Anti-platelet therapy plays an important role in the treatment of cardiovascular disease. In acute cases, αIIb/β3 integrin inhibitors are administered to block platelet integrin binding to fibrinogen – a key step in the thrombosis pathway. Pathological bleeding is commonly observed as a side effect of these drugs, possibly due to blocking of both integrin ‘outside-in’ and ‘inside-out’ signaling pathways. Talin is a cytoplasmic protein that has been shown to initiate the inside-out pathway, and thus presents an attractive target for selective pathway inhibition.
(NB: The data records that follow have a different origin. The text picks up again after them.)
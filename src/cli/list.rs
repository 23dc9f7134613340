//! todo list command implementation

use std::path::PathBuf;

use colored::Colorize;

use crate::cli::open_todoer;
use crate::error::Result;
use crate::output::{emit_success, HumanOutput, OutputOptions};
use crate::task::{numbered, Task};

/// Options for `todo list`
pub struct ListOptions {
    pub config_dir: Option<PathBuf>,
    pub json: bool,
    pub quiet: bool,
}

#[derive(serde::Serialize)]
struct ListEntry<'a> {
    id: usize,
    #[serde(flatten)]
    task: &'a Task,
}

pub fn run(options: ListOptions) -> Result<()> {
    let todoer = open_todoer(options.config_dir)?;
    let tasks = todoer.list();

    let output = OutputOptions {
        json: options.json,
        quiet: options.quiet,
    };

    if options.json {
        let entries: Vec<ListEntry<'_>> = numbered(&tasks)
            .map(|(id, task)| ListEntry { id, task })
            .collect();
        return emit_success(output, "list", &entries, None);
    }

    if tasks.is_empty() {
        let mut human = HumanOutput::new("There are no tasks in the list.");
        human.push_next_step("todo add <description>");
        return emit_success(output, "list", &(), Some(&human));
    }

    if !options.quiet {
        println!("{}", render_table(&tasks));
    }

    Ok(())
}

const HEADER: &str = "ID  | Priority | Done  | Description";

fn render_table(tasks: &[Task]) -> String {
    let rule = "-".repeat(HEADER.len());
    let mut lines = vec![
        "To-Do List:".bold().to_string(),
        String::new(),
        HEADER.bold().to_string(),
        rule.clone(),
    ];

    for (id, task) in numbered(tasks) {
        let row = format!(
            "{:<4}| {:<9}| {:<6}| {}",
            id,
            format!("({})", task.priority),
            task.done,
            task.description
        );
        let row = if task.done {
            row.green()
        } else if task.priority == 1 {
            row.red()
        } else {
            row.yellow()
        };
        lines.push(row.to_string());
    }

    lines.push(rule);
    lines.join("\n")
}
//! todo - command-line task tracker library
//!
//! Tasks are short text items with an integer priority and a done flag,
//! stored as a JSON array in a single flat file.
//!
//! # Module Organization
//!
//! - `task`: the `Task` record and description normalization
//! - `store`: whole-file reads and atomic writes of the task collection
//! - `todo`: task operations (add, list, complete, remove, remove all)
//! - `config`: the config record that locates the database
//! - `error`: error types, error kinds and exit codes
//! - `output`: human and JSON output for CLI commands
//! - `cli`: command-line interface using clap

pub mod cli;
pub mod config;
pub mod error;
pub mod output;
pub mod store;
pub mod task;
pub mod todo;

pub use error::{Error, ErrorKind, Result, Unsaved};
pub use store::TaskStore;
pub use task::Task;
pub use todo::Todoer;
//! todo init command implementation
//!
//! Writes the config record and creates an empty database if none exists.

use std::path::PathBuf;

use crate::config::{default_db_path, ConfigPaths};
use crate::error::Result;
use crate::output::{emit_success, HumanOutput, OutputOptions};
use crate::store::TaskStore;

/// Options for `todo init`
pub struct InitOptions {
    pub db_path: Option<PathBuf>,
    pub config_dir: Option<PathBuf>,
    pub json: bool,
    pub quiet: bool,
}

#[derive(serde::Serialize)]
struct InitReport {
    config: PathBuf,
    database: PathBuf,
    created: InitCreated,
}

#[derive(serde::Serialize)]
struct InitCreated {
    database: bool,
}

pub fn run(options: InitOptions) -> Result<()> {
    let paths = ConfigPaths::resolve(options.config_dir)?;
    let db_path = options.db_path.unwrap_or_else(default_db_path);

    paths.init_app(&db_path)?;

    let store = TaskStore::new(&db_path);
    let created_database = !store.exists();
    if created_database {
        store.init()?;
    }

    let report = InitReport {
        config: paths.file(),
        database: db_path.clone(),
        created: InitCreated {
            database: created_database,
        },
    };

    let mut human = HumanOutput::new(format!("The To-Do database is {}", db_path.display()));
    human.push_summary("config", paths.file().display().to_string());
    human.push_summary(
        "database",
        if created_database {
            "created"
        } else {
            "existing, kept"
        },
    );
    human.push_next_step("todo add <description> --priority <1-4>");

    emit_success(
        OutputOptions {
            json: options.json,
            quiet: options.quiet,
        },
        "init",
        &report,
        Some(&human),
    )?;

    Ok(())
}
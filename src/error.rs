//! Error types for todo
//!
//! Exit codes:
//! - 0: Success
//! - 2: User error (bad ID, not initialized, bad config)
//! - 4: Operation failed (database read/write/decode, I/O)

use std::fmt;
use std::path::PathBuf;
use thiserror::Error;

/// Exit codes for the todo CLI
pub mod exit_codes {
    pub const USER_ERROR: i32 = 2;
    pub const OPERATION_FAILED: i32 = 4;
}

/// Stable error code space shared by the store, the task manager and the
/// config layer.
#[derive(Debug, Clone, Copy, PartialEq, Eq, Hash, serde::Serialize)]
#[serde(rename_all = "snake_case")]
pub enum ErrorKind {
    ConfigDir = 1,
    ConfigFile = 2,
    DbRead = 3,
    DbWrite = 4,
    Decode = 5,
    InvalidId = 6,
    Other = 7,
}

impl ErrorKind {
    pub fn code(self) -> i32 {
        self as i32
    }
}

/// Main error type for todo operations
#[derive(Error, Debug)]
pub enum Error {
    // Config initialization
    #[error("Config directory error: {path}: {source}")]
    ConfigDir {
        path: PathBuf,
        #[source]
        source: std::io::Error,
    },

    #[error("Config file error: {path}: {source}")]
    ConfigFile {
        path: PathBuf,
        #[source]
        source: std::io::Error,
    },

    #[error("Invalid configuration: {0}")]
    InvalidConfig(String),

    #[error("Config file not found: {0}")]
    NotInitialized(PathBuf),

    #[error("Database not found: {0}")]
    DatabaseMissing(PathBuf),

    // Record store
    #[error("Database read error: {path}: {source}")]
    DbRead {
        path: PathBuf,
        #[source]
        source: std::io::Error,
    },

    #[error("Database write error: {path}: {reason}")]
    DbWrite { path: PathBuf, reason: String },

    #[error("Database decode error: {path}: {source}")]
    Decode {
        path: PathBuf,
        #[source]
        source: serde_json::Error,
    },

    // Task manager
    #[error("To-Do ID error: no task #{0}")]
    InvalidId(usize),

    // Plumbing
    #[error("IO error: {0}")]
    Io(#[from] std::io::Error),

    #[error("JSON error: {0}")]
    Json(#[from] serde_json::Error),
}

impl Error {
    /// Get the exit code for this error
    pub fn exit_code(&self) -> i32 {
        match self {
            Error::InvalidId(_)
            | Error::InvalidConfig(_)
            | Error::NotInitialized(_)
            | Error::DatabaseMissing(_) => exit_codes::USER_ERROR,

            Error::ConfigDir { .. }
            | Error::ConfigFile { .. }
            | Error::DbRead { .. }
            | Error::DbWrite { .. }
            | Error::Decode { .. }
            | Error::Io(_)
            | Error::Json(_) => exit_codes::OPERATION_FAILED,
        }
    }

    /// Get the error kind used to pick a user-facing message
    pub fn kind(&self) -> ErrorKind {
        match self {
            Error::ConfigDir { .. } => ErrorKind::ConfigDir,
            Error::ConfigFile { .. } | Error::InvalidConfig(_) | Error::NotInitialized(_) => {
                ErrorKind::ConfigFile
            }
            Error::DbRead { .. } | Error::DatabaseMissing(_) => ErrorKind::DbRead,
            Error::DbWrite { .. } => ErrorKind::DbWrite,
            Error::Decode { .. } => ErrorKind::Decode,
            Error::InvalidId(_) => ErrorKind::InvalidId,
            Error::Io(_) | Error::Json(_) => ErrorKind::Other,
        }
    }

    /// Structured details for JSON output, when the variant carries any
    pub fn details(&self) -> Option<serde_json::Value> {
        match self {
            Error::ConfigDir { path, .. }
            | Error::ConfigFile { path, .. }
            | Error::NotInitialized(path)
            | Error::DatabaseMissing(path)
            | Error::DbRead { path, .. }
            | Error::DbWrite { path, .. }
            | Error::Decode { path, .. } => Some(serde_json::json!({
                "path": path.to_string_lossy(),
            })),
            Error::InvalidId(id) => Some(serde_json::json!({ "id": id })),
            Error::InvalidConfig(message) => Some(serde_json::json!({ "message": message })),
            Error::Io(_) | Error::Json(_) => None,
        }
    }
}

/// Result type alias for todo operations
pub type Result<T> = std::result::Result<T, Error>;

/// A value that could not be persisted, handed back with the reason.
///
/// The store returns the collection it attempted to write, and the task
/// manager returns the task it built, so callers can inspect or retry
/// without re-deriving either.
#[derive(Debug)]
pub struct Unsaved<T> {
    pub attempted: T,
    pub error: Error,
}

impl<T> Unsaved<T> {
    pub fn new(attempted: T, error: Error) -> Self {
        Self { attempted, error }
    }

    pub fn into_error(self) -> Error {
        self.error
    }

    pub fn map<U>(self, f: impl FnOnce(T) -> U) -> Unsaved<U> {
        Unsaved {
            attempted: f(self.attempted),
            error: self.error,
        }
    }
}

impl<T> fmt::Display for Unsaved<T> {
    fn fmt(&self, f: &mut fmt::Formatter<'_>) -> fmt::Result {
        fmt::Display::fmt(&self.error, f)
    }
}

impl<T: fmt::Debug> std::error::Error for Unsaved<T> {
    fn source(&self) -> Option<&(dyn std::error::Error + 'static)> {
        Some(&self.error)
    }
}

impl<T> From<Unsaved<T>> for Error {
    fn from(unsaved: Unsaved<T>) -> Self {
        unsaved.error
    }
}

/// Wrapper for displaying errors in JSON format
#[derive(serde::Serialize)]
pub struct JsonError {
    pub message: String,
    pub code: i32,
    pub kind: ErrorKind,
    #[serde(skip_serializing_if = "Option::is_none")]
    pub details: Option<serde_json::Value>,
}

impl From<&Error> for JsonError {
    fn from(err: &Error) -> Self {
        JsonError {
            message: err.to_string(),
            code: err.exit_code(),
            kind: err.kind(),
            details: err.details(),
        }
    }
}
Previous NMR studies identified the structural basis of the talin/integrin interaction, revealing the mechanism of integrin activation. Using this structural information, we have designed a series of side-chain constrained peptides that mimic the integrin region involved in talin binding.  Here, lactam constraints were incorporated at different points in the sequence, whilst ensuring key binding residues were left unchanged. Binding affinities, determined with NMR spectroscopy, were highly dependent on constraint location, with only one series member showing significantly increased binding affinity over the unconstrained parent peptide. Constraint at this location resulted in a five-fold improvement in affinity. Structural studies of these peptides, using CD and NMR spectroscopy, and proteolysis assays, suggest the optimised constraint site stabilises a region that is relatively unstructured in the parent peptide.

A second peptide series was produced, incorporating diverse hydrophobic linkers at the optimised site. These peptides were more helical than the original lactam series, and microscopy and flow cytometry studies showed a range of different cell types were able to take up the peptides.

Here we show that optimised covalent constraint of integrin mimicking peptides, increases peptide stability, cellular uptake and binding affinity for the target protein. Studies are underway to evaluate the effect of these peptides on integrin activation, and determine their signaling pathway specificity, and hence potential as novel anti-thrombotic therapeutics.